No obstante ser uno de los gobernantes rusos contemporáneos con mayor conocimiento de la cultura de Occidente, la opinión pública de este le es, a la fecha, abrumadoramente hostil. El extraño fenómeno obedece a múltiples causas. En tanto los muchos nostálgicos del comunismo al sur del Elba no disimulan su reluctancia al actual ocupante el Kremlin por suponerlo un resuelto debelador de su herencia más preciada, los enemigos a radice de esta lo estiman como un simple falsario y un consumado oportunista que no ha abandonado en su intimidad el alto aprecio y hasta la afección más honda que en su mocedad suscitara en el hijo de un obrero sampetersburgués la ideología entrañada por su progenitor. Y en apoyo de la última tesis, el mismo Putin ha ofrecido en diversas ocasiones un argumento muy consistente al proclamar reiteradamente que la desaparición de la URRS ha sido el acontecimiento geopolítico de mayor alcance del último medio siglo, al par que el más desdichado…
Con tal aserto y otros del mismo tenor, expresados en las resonantes -y muy bien preparadas…- conferencias de prensa, reivindica su inalienable derecho a sentirse entrañado en una tradición rusa incomprensible secularmente a la mentalidad occidental.
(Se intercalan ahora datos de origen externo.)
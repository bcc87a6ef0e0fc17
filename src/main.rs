// Tue Jan 13 2026 - Alex

use colored::Colorize;

fn main() {
    if let Err(e) = tga_eval::ui::cli::run() {
        eprintln!("{} {}", "[!]".red(), e);
        std::process::exit(1);
    }
}
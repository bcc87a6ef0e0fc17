// Tue Jan 13 2026 - Alex

use crate::graph::{Combination, Plan};
use crate::store::{self, AddressSetWriter, StoreError};
use crate::ui::table::{Alignment, BorderStyle, TableBuilder};
use chrono::{DateTime, Local};
use serde::Serialize;
use std::path::Path;
use thiserror::Error;

#[derive(Debug, Error)]
pub enum ReportError {
    #[error(transparent)]
    Store(#[from] StoreError),

    #[error("Failed to serialize report: {0}")]
    Serialize(#[from] serde_json::Error),
}

#[derive(Debug, Clone, PartialEq, Serialize)]
pub struct ResultRow {
    #[serde(flatten)]
    pub combination: Combination,
    /// Seed-excluded candidates that also appear in the scan set.
    pub candidates: usize,
    /// Of those, addresses responsive over this protocol.
    pub responsive: usize,
    pub hit_rate: f64,
}

impl ResultRow {
    pub fn new(combination: Combination, candidates: usize, responsive: usize) -> Self {
        let hit_rate = if candidates == 0 {
            0.0
        } else {
            responsive as f64 / candidates as f64
        };
        Self {
            combination,
            candidates,
            responsive,
            hit_rate,
        }
    }
}

#[derive(Debug, Clone, Serialize)]
pub struct ResultMatrix {
    pub generated_at: DateTime<Local>,
    pub rows: Vec<ResultRow>,
}

impl ResultMatrix {
    /// Counts the terminal sets of a finished run, in plan order.
    pub fn collect(plan: &Plan) -> Result<Self, StoreError> {
        let layout = &plan.layout;
        let mut rows = Vec::with_capacity(plan.combinations.len());

        for combination in &plan.combinations {
            let candidates = store::count_records(
                &layout.candidates_scanned(&combination.algorithm, &combination.category),
            )?;
            let responsive = store::count_records(&layout.results(
                &combination.algorithm,
                &combination.category,
                &combination.protocol,
            ))?;
            rows.push(ResultRow::new(combination.clone(), candidates, responsive));
        }

        Ok(Self {
            generated_at: Local::now(),
            rows,
        })
    }

    pub fn rows(&self) -> &[ResultRow] {
        &self.rows
    }

    pub fn len(&self) -> usize {
        self.rows.len()
    }

    pub fn is_empty(&self) -> bool {
        self.rows.is_empty()
    }

    pub fn total_responsive(&self) -> usize {
        self.rows.iter().map(|r| r.responsive).sum()
    }

    pub fn render(&self, use_color: bool) -> String {
        let mut table = TableBuilder::new()
            .with_headers(&["protocol", "algorithm", "category", "candidates", "responsive", "hit rate"])
            .with_alignment(3, Alignment::Right)
            .with_alignment(4, Alignment::Right)
            .with_alignment(5, Alignment::Right)
            .with_color(use_color)
            .with_border_style(if use_color {
                BorderStyle::Unicode
            } else {
                BorderStyle::Ascii
            });

        for row in &self.rows {
            let c = &row.combination;
            let algorithm = if c.placeholder {
                format!("{}*", c.algorithm)
            } else {
                c.algorithm.clone()
            };
            table = table.add_row(&[
                c.protocol.clone(),
                algorithm,
                c.category.clone(),
                row.candidates.to_string(),
                row.responsive.to_string(),
                format!("{:.2}%", row.hit_rate * 100.0),
            ]);
        }

        table.build()
    }

    pub fn write_json(&self, path: &Path) -> Result<(), ReportError> {
        let json = serde_json::to_vec_pretty(self)?;
        let mut writer = AddressSetWriter::create(path)?;
        writer.write_raw(&json)?;
        writer.write_raw(b"\n")?;
        writer.commit()?;
        Ok(())
    }
}
// Tue Jan 13 2026 - Alex

pub mod blocklist;
pub mod error;
pub mod external;
pub mod normalize;
pub mod setops;
pub mod strip;

pub use blocklist::{blocklist_filter, PatternSet};
pub use error::TransformError;
pub use external::ExternalFilter;
pub use normalize::normalize_dedupe;
pub use setops::{difference, intersect};
pub use strip::strip_metadata;

use serde::Serialize;
use std::fmt;
use std::path::{Path, PathBuf};

#[derive(Debug, Clone, Copy, PartialEq, Eq, Hash, Serialize)]
#[serde(rename_all = "kebab-case", tag = "kind")]
pub enum TransformKind {
    StripMetadata { field: usize, skip_header: bool },
    BlocklistFilter,
    NormalizeDedupe,
    Intersect,
    Difference,
}

impl TransformKind {
    pub fn name(&self) -> &'static str {
        match self {
            TransformKind::StripMetadata { .. } => "strip-metadata",
            TransformKind::BlocklistFilter => "blocklist-filter",
            TransformKind::NormalizeDedupe => "normalize-dedupe",
            TransformKind::Intersect => "intersect",
            TransformKind::Difference => "difference",
        }
    }

    /// Progress verb, as in "filtering X -> Y".
    pub fn verb(&self) -> &'static str {
        match self {
            TransformKind::StripMetadata { .. } => "stripping",
            TransformKind::BlocklistFilter => "filtering",
            TransformKind::NormalizeDedupe => "normalizing",
            TransformKind::Intersect => "intersecting",
            TransformKind::Difference => "subtracting",
        }
    }

    pub fn arity(&self) -> usize {
        match self {
            TransformKind::StripMetadata { .. } | TransformKind::NormalizeDedupe => 1,
            TransformKind::BlocklistFilter
            | TransformKind::Intersect
            | TransformKind::Difference => 2,
        }
    }

    pub fn apply(
        &self,
        inputs: &[PathBuf],
        output: &Path,
        external: Option<&ExternalFilter>,
    ) -> Result<TransformStats, TransformError> {
        if inputs.len() != self.arity() {
            return Err(TransformError::Arity {
                kind: self.name(),
                expected: self.arity(),
                actual: inputs.len(),
            });
        }

        match *self {
            TransformKind::StripMetadata { field, skip_header } => {
                strip_metadata(&inputs[0], output, field, skip_header)
            }
            TransformKind::BlocklistFilter => match external {
                Some(filter) => filter.run(&inputs[0], &inputs[1], output),
                None => blocklist_filter(&inputs[0], &inputs[1], output),
            },
            TransformKind::NormalizeDedupe => normalize_dedupe(&inputs[0], output),
            TransformKind::Intersect => intersect(&inputs[0], &inputs[1], output),
            TransformKind::Difference => difference(&inputs[0], &inputs[1], output),
        }
    }
}

impl fmt::Display for TransformKind {
    fn fmt(&self, f: &mut fmt::Formatter<'_>) -> fmt::Result {
        write!(f, "{}", self.name())
    }
}

#[derive(Debug, Clone, Copy, Default, PartialEq, Eq, Serialize)]
pub struct TransformStats {
    pub read: usize,
    pub written: usize,
    pub removed: usize,
    pub skipped: usize,
}
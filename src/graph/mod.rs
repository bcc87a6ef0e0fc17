// Tue Jan 13 2026 - Alex

pub mod builder;
pub mod discovery;
pub mod error;
pub mod layout;
pub mod task_graph;

pub use builder::{GraphBuilder, Plan, ScanResult};
pub use discovery::{default_algorithms, discover, Discovery};
pub use error::GraphError;
pub use layout::{as_table, WorkLayout};
pub use task_graph::{TaskDef, TaskGraph};

use serde::Serialize;

/// One (protocol, algorithm, category) key of the evaluation matrix.
#[derive(Debug, Clone, PartialEq, Eq, Hash, Serialize)]
pub struct Combination {
    pub protocol: String,
    pub algorithm: String,
    pub category: String,
    /// No candidate file was found; the terminal set is empty by construction.
    pub placeholder: bool,
}
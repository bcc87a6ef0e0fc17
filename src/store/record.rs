// Tue Jan 13 2026 - Alex

use crate::net;
use std::cmp::Ordering;
use std::fmt;
use std::net::Ipv6Addr;

/// One line of an address set: an IPv6 address plus optional CSV metadata
/// (AS number, category tag, ...).
#[derive(Debug, Clone, PartialEq, Eq, Hash)]
pub struct AddressRecord {
    addr: Ipv6Addr,
    metadata: Vec<String>,
}

impl AddressRecord {
    pub fn new(addr: Ipv6Addr) -> Self {
        Self {
            addr,
            metadata: Vec::new(),
        }
    }

    /// Parses `address[,field...]`. Returns `None` when the first field is not
    /// an IPv6 address.
    pub fn parse(line: &str) -> Option<Self> {
        let mut fields = line.trim().split(',');
        let addr = net::parse_address(fields.next()?)?;

        Some(Self {
            addr,
            metadata: fields.map(|f| f.trim().to_string()).collect(),
        })
    }

    pub fn addr(&self) -> Ipv6Addr {
        self.addr
    }

    pub fn metadata(&self) -> &[String] {
        &self.metadata
    }

    pub fn expanded(&self) -> String {
        net::expand(&self.addr)
    }
}

impl From<Ipv6Addr> for AddressRecord {
    fn from(addr: Ipv6Addr) -> Self {
        Self::new(addr)
    }
}

// Numeric order on the address equals lexicographic order on the expanded text.
impl Ord for AddressRecord {
    fn cmp(&self, other: &Self) -> Ordering {
        self.addr
            .cmp(&other.addr)
            .then_with(|| self.metadata.cmp(&other.metadata))
    }
}

impl PartialOrd for AddressRecord {
    fn partial_cmp(&self, other: &Self) -> Option<Ordering> {
        Some(self.cmp(other))
    }
}

impl fmt::Display for AddressRecord {
    fn fmt(&self, f: &mut fmt::Formatter<'_>) -> fmt::Result {
        write!(f, "{}", self.expanded())?;
        for field in &self.metadata {
            write!(f, ",{}", field)?;
        }
        Ok(())
    }
}

#[cfg(test)]
mod tests {
    use super::*;

    #[test]
    fn test_parse_with_metadata() {
        let record = AddressRecord::parse("2001:db8::1, 64500 ,ISP").unwrap();

        assert_eq!(record.addr(), "2001:db8::1".parse::<Ipv6Addr>().unwrap());
        assert_eq!(record.metadata(), &["64500".to_string(), "ISP".to_string()]);
        assert_eq!(
            record.to_string(),
            "2001:0db8:0000:0000:0000:0000:0000:0001,64500,ISP"
        );
    }

    #[test]
    fn test_parse_rejects_header_and_ipv4() {
        assert!(AddressRecord::parse("saddr,ttl").is_none());
        assert!(AddressRecord::parse("192.0.2.1").is_none());
        assert!(AddressRecord::parse("").is_none());
    }

    #[test]
    fn test_ordering_follows_expanded_text() {
        let mut records: Vec<AddressRecord> = ["2001:db8::1:0", "2001:db8::ff", "::1"]
            .iter()
            .filter_map(|s| AddressRecord::parse(s))
            .collect();
        records.sort();

        let texts: Vec<String> = records.iter().map(|r| r.to_string()).collect();
        let mut sorted_texts = texts.clone();
        sorted_texts.sort();
        assert_eq!(texts, sorted_texts);
    }
}
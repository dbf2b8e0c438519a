//! TradeStation client configuration, loaded from environment variables.

use std::time::Duration;

use reqwest::Url;

/// Default OAuth host.
pub const DEFAULT_BASE_URL: &str = "https://signin.tradestation.com";

/// Default v3 API root.
pub const DEFAULT_API_URL: &str = "https://api.tradestation.com/v3";

/// OAuth client credentials and the long-lived refresh token.
#[derive(Clone)]
pub struct Credentials {
    api_key: String,
    api_secret: String,
    refresh_token: String,
}

impl Credentials {
    /// Create new credentials.
    #[must_use]
    pub fn new(
        api_key: impl Into<String>,
        api_secret: impl Into<String>,
        refresh_token: impl Into<String>,
    ) -> Self {
        Self {
            api_key: api_key.into(),
            api_secret: api_secret.into(),
            refresh_token: refresh_token.into(),
        }
    }

    /// OAuth client id.
    #[must_use]
    pub fn api_key(&self) -> &str {
        &self.api_key
    }

    /// OAuth client secret.
    #[must_use]
    pub fn api_secret(&self) -> &str {
        &self.api_secret
    }

    /// Refresh token.
    #[must_use]
    pub fn refresh_token(&self) -> &str {
        &self.refresh_token
    }
}

impl std::fmt::Debug for Credentials {
    fn fmt(&self, f: &mut std::fmt::Formatter<'_>) -> std::fmt::Result {
        f.debug_struct("Credentials")
            .field("api_key", &"[REDACTED]")
            .field("api_secret", &"[REDACTED]")
            .field("refresh_token", &"[REDACTED]")
            .finish()
    }
}

/// Streaming connection settings.
#[derive(Debug, Clone)]
pub struct StreamSettings {
    /// Initial reconnection delay.
    pub reconnect_delay_initial: Duration,
    /// Maximum reconnection delay.
    pub reconnect_delay_max: Duration,
    /// Reconnection delay multiplier for exponential backoff.
    pub reconnect_delay_multiplier: f64,
    /// Records buffered between the connection task and the consumer.
    pub channel_capacity: usize,
}

impl Default for StreamSettings {
    fn default() -> Self {
        Self {
            reconnect_delay_initial: Duration::from_millis(500),
            reconnect_delay_max: Duration::from_secs(30),
            reconnect_delay_multiplier: 2.0,
            channel_capacity: 1_024,
        }
    }
}

/// Complete client configuration.
#[derive(Debug, Clone)]
pub struct TradeStationConfig {
    /// OAuth credentials.
    pub credentials: Credentials,
    /// Brokerage account orders and account queries are scoped to.
    pub account_id: String,
    /// OAuth host (token endpoint lives at `{base_url}/oauth/token`).
    pub base_url: String,
    /// API root for market data, orders and accounts.
    pub api_url: String,
    /// Timeout for REST requests. Streams are not subject to it.
    pub timeout: Duration,
    /// How long an access token is reused before refreshing.
    pub token_freshness: Duration,
    /// Streaming settings.
    pub stream: StreamSettings,
}

impl TradeStationConfig {
    /// Configuration with default endpoints and timings.
    #[must_use]
    pub fn new(credentials: Credentials, account_id: impl Into<String>) -> Self {
        Self {
            credentials,
            account_id: account_id.into(),
            base_url: DEFAULT_BASE_URL.to_string(),
            api_url: DEFAULT_API_URL.to_string(),
            timeout: Duration::from_secs(30),
            token_freshness: Duration::from_secs(600),
            stream: StreamSettings::default(),
        }
    }

    /// Override the OAuth host.
    #[must_use]
    pub fn with_base_url(mut self, url: impl Into<String>) -> Self {
        self.base_url = trim_url(url.into());
        self
    }

    /// Override the API root.
    #[must_use]
    pub fn with_api_url(mut self, url: impl Into<String>) -> Self {
        self.api_url = trim_url(url.into());
        self
    }

    /// Set the REST request timeout.
    #[must_use]
    pub const fn with_timeout(mut self, timeout: Duration) -> Self {
        self.timeout = timeout;
        self
    }

    /// Set the token freshness window.
    #[must_use]
    pub const fn with_token_freshness(mut self, window: Duration) -> Self {
        self.token_freshness = window;
        self
    }

    /// Set streaming settings.
    #[must_use]
    pub fn with_stream(mut self, stream: StreamSettings) -> Self {
        self.stream = stream;
        self
    }

    /// Create configuration from environment variables.
    ///
    /// # Errors
    ///
    /// Returns an error if required variables are missing or values are invalid.
    pub fn from_env() -> Result<Self, ConfigError> {
        Self::from_lookup(|key| std::env::var(key).ok())
    }

    /// Create configuration from an arbitrary variable source.
    pub fn from_lookup<F>(lookup: F) -> Result<Self, ConfigError>
    where
        F: Fn(&str) -> Option<String>,
    {
        let required = |key: &str| {
            lookup(key).ok_or_else(|| ConfigError::MissingEnvVar(key.to_string()))
        };

        let credentials = Credentials::new(
            required("TS_API_KEY")?,
            required("TS_API_SECRET")?,
            required("TS_REFRESH_TOKEN")?,
        );
        let defaults = Self::new(credentials, required("TS_ACCOUNT_ID")?);
        let stream_defaults = StreamSettings::default();

        let config = Self {
            base_url: lookup("TS_BASE_URL").map_or(defaults.base_url.clone(), trim_url),
            api_url: lookup("TS_API_URL").map_or(defaults.api_url.clone(), trim_url),
            timeout: parse_duration_secs(&lookup, "TS_HTTP_TIMEOUT_SECS", defaults.timeout),
            token_freshness: parse_duration_secs(
                &lookup,
                "TS_TOKEN_FRESHNESS_SECS",
                defaults.token_freshness,
            ),
            stream: StreamSettings {
                reconnect_delay_initial: parse_duration_millis(
                    &lookup,
                    "TS_STREAM_RECONNECT_DELAY_INITIAL_MS",
                    stream_defaults.reconnect_delay_initial,
                ),
                reconnect_delay_max: parse_duration_secs(
                    &lookup,
                    "TS_STREAM_RECONNECT_DELAY_MAX_SECS",
                    stream_defaults.reconnect_delay_max,
                ),
                reconnect_delay_multiplier: lookup("TS_STREAM_RECONNECT_DELAY_MULTIPLIER")
                    .and_then(|v| v.parse().ok())
                    .unwrap_or(stream_defaults.reconnect_delay_multiplier),
                channel_capacity: stream_defaults.channel_capacity,
            },
            ..defaults
        };

        config.validate()?;
        Ok(config)
    }

    /// Check credentials are present and endpoints are absolute http(s) URLs.
    pub fn validate(&self) -> Result<(), ConfigError> {
        let non_empty = [
            ("TS_API_KEY", self.credentials.api_key()),
            ("TS_API_SECRET", self.credentials.api_secret()),
            ("TS_REFRESH_TOKEN", self.credentials.refresh_token()),
            ("TS_ACCOUNT_ID", self.account_id.as_str()),
        ];
        for (name, value) in non_empty {
            if value.trim().is_empty() {
                return Err(ConfigError::EmptyValue(name.to_string()));
            }
        }

        for (name, value) in [("TS_BASE_URL", &self.base_url), ("TS_API_URL", &self.api_url)] {
            let absolute = Url::parse(value)
                .is_ok_and(|u| matches!(u.scheme(), "http" | "https") && u.has_host());
            if !absolute {
                return Err(ConfigError::InvalidUrl {
                    name: name.to_string(),
                    value: value.clone(),
                });
            }
        }
        Ok(())
    }

    /// Token endpoint.
    #[must_use]
    pub fn token_url(&self) -> String {
        format!("{}/oauth/token", self.base_url)
    }

    /// Absolute API URL for `path` (which must start with `/`).
    #[must_use]
    pub fn api(&self, path: &str) -> String {
        format!("{}{path}", self.api_url)
    }
}

/// Configuration error.
#[derive(Debug, thiserror::Error)]
pub enum ConfigError {
    /// Required environment variable is missing.
    #[error("missing required environment variable: {0}")]
    MissingEnvVar(String),
    /// Environment variable has empty value.
    #[error("environment variable {0} cannot be empty")]
    EmptyValue(String),
    /// URL is not an absolute http(s) URL.
    #[error("{name} must be an absolute http(s) URL, got {value:?}")]
    InvalidUrl {
        /// Variable name.
        name: String,
        /// Offending value.
        value: String,
    },
}

fn trim_url(url: String) -> String {
    url.trim().trim_end_matches('/').to_string()
}

fn parse_duration_secs<F>(lookup: &F, key: &str, default: Duration) -> Duration
where
    F: Fn(&str) -> Option<String>,
{
    lookup(key)
        .and_then(|v| v.parse::<u64>().ok())
        .map_or(default, Duration::from_secs)
}

fn parse_duration_millis<F>(lookup: &F, key: &str, default: Duration) -> Duration
where
    F: Fn(&str) -> Option<String>,
{
    lookup(key)
        .and_then(|v| v.parse::<u64>().ok())
        .map_or(default, Duration::from_millis)
}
Él gobierna por y para un pueblo que, aun siendo parte de Occidente por historia y deseo, sus órganos mediáticos desde los inicios de los tiempos modernos se han mostrado refractarios a otorgarle las patentes de su civilización. Ejemplo máximo: la autocracia rechazada frontalmente ayer y hoy por sus vecinos del Viejo Continente es vista desde los orígenes de Rusia desde un mirador situado en los antípodas. Así, en el corazón mismo de “los tiempos revueltos” que antecedieron, según es bien sabido, a la implantación de la dinastía de los Romanov, los que iban a ser sus súbditos durante tres siglos replicaron a los invasores polacos que aspiraban a atraérselos con la desaparición del zarismo: “Vuestro modo de regiros es libertad para vosotros, mas para nosotros es lo opuesto a la libertad, sino licencia (…) Si el zar obra injustamente, esa es su voluntad. Es más tolerable sufrir daño del zar que soportar el mal que nos inflija nuestro propio hermano; pues el zar es nuestro común soberano” (Apud G. Barraclough, La Historia desde el mundo actual. Madrid, 1959, p. 236).
Del mismo modo que sus antepasados de comienzos del siglo XVII no identificaban autocracia con despotismo, sino como responsabilidad ante Dios, la legitimidad del régimen autoritario encabezado Putin descansa en un sistema de corte acentuadamente personal, compatible con un gobierno de base, al menos formalmente, democrático. Ni en la estructura ni en el funcionamiento se iguala y ni siquiera se semeja con el de los Estados occidentales, pero responde a una idiosincrasia nacional que para el mandatario ruso y una gran parte de su pueblo es el camino más acorde con su progreso, en un ambiente internacional que, como siempre, se muestra renuente frente al porvenir de un gran pueblo con inmensas posibilidades de un futuro esclarecido.